EXERCISE AIM: What is the number of lines below that contain the string "Returns"? Give it and nothing else.

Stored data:
==*==
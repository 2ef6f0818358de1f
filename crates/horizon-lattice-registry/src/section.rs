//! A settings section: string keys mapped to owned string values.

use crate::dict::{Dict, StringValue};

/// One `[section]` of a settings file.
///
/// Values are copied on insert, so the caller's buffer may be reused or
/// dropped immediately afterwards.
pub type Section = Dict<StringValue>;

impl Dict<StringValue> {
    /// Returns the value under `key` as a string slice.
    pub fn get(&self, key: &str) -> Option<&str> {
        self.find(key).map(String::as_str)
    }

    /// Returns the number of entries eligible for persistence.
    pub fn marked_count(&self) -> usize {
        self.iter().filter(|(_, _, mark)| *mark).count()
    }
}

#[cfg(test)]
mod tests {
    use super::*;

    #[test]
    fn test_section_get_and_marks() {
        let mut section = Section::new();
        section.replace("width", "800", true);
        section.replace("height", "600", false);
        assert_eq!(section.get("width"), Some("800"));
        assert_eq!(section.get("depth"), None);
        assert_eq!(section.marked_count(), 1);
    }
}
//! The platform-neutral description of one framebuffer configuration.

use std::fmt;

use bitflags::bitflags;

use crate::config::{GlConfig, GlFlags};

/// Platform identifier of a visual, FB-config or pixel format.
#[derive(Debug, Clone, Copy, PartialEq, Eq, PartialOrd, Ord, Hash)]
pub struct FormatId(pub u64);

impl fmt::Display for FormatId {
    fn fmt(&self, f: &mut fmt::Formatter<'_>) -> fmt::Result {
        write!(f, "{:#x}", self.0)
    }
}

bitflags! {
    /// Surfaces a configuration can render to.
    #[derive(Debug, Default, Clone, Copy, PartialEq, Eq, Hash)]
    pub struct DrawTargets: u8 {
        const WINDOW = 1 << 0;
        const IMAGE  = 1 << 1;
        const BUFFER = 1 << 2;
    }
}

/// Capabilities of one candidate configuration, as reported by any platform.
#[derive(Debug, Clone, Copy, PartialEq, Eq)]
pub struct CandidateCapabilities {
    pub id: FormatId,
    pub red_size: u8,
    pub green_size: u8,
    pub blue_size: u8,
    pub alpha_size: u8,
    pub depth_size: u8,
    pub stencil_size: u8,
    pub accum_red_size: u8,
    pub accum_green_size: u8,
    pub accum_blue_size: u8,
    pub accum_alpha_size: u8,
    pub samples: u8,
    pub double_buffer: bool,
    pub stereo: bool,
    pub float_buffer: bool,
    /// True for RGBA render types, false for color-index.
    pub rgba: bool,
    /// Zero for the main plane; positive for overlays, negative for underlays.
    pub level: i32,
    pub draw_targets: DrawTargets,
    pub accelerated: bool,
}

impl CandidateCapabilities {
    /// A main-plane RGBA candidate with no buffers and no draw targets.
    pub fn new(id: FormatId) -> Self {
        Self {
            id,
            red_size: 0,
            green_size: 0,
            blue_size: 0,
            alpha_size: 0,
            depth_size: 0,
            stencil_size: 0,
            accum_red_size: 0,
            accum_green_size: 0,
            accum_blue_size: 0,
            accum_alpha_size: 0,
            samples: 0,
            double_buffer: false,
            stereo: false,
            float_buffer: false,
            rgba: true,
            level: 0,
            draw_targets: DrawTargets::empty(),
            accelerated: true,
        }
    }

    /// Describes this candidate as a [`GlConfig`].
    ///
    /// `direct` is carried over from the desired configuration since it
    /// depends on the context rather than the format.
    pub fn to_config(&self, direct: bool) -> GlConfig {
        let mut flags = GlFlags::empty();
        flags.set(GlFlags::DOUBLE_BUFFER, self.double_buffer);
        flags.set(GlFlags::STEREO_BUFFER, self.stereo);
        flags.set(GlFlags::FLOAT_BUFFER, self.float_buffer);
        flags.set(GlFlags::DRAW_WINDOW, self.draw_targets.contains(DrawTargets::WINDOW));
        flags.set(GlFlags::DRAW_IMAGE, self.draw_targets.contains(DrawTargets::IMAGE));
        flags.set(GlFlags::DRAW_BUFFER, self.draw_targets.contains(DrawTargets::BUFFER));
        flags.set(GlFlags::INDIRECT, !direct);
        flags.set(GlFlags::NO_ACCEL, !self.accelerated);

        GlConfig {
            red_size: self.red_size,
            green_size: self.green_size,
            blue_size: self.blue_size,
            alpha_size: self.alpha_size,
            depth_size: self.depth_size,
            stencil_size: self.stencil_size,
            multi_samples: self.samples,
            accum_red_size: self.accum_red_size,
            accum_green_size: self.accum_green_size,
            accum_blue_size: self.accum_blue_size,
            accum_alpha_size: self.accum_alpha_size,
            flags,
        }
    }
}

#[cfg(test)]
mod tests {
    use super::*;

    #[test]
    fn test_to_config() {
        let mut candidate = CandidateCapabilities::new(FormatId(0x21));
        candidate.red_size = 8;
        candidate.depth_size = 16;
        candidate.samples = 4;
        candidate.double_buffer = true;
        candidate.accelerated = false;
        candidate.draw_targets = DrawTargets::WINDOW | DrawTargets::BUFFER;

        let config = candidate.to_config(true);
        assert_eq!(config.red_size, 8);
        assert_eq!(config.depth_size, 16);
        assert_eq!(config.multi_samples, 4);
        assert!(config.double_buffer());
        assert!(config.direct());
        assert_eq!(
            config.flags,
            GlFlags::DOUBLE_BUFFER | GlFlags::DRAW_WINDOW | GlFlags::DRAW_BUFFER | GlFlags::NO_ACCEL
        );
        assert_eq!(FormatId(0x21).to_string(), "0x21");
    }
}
==*==
EXPECTED OUTPUT: 2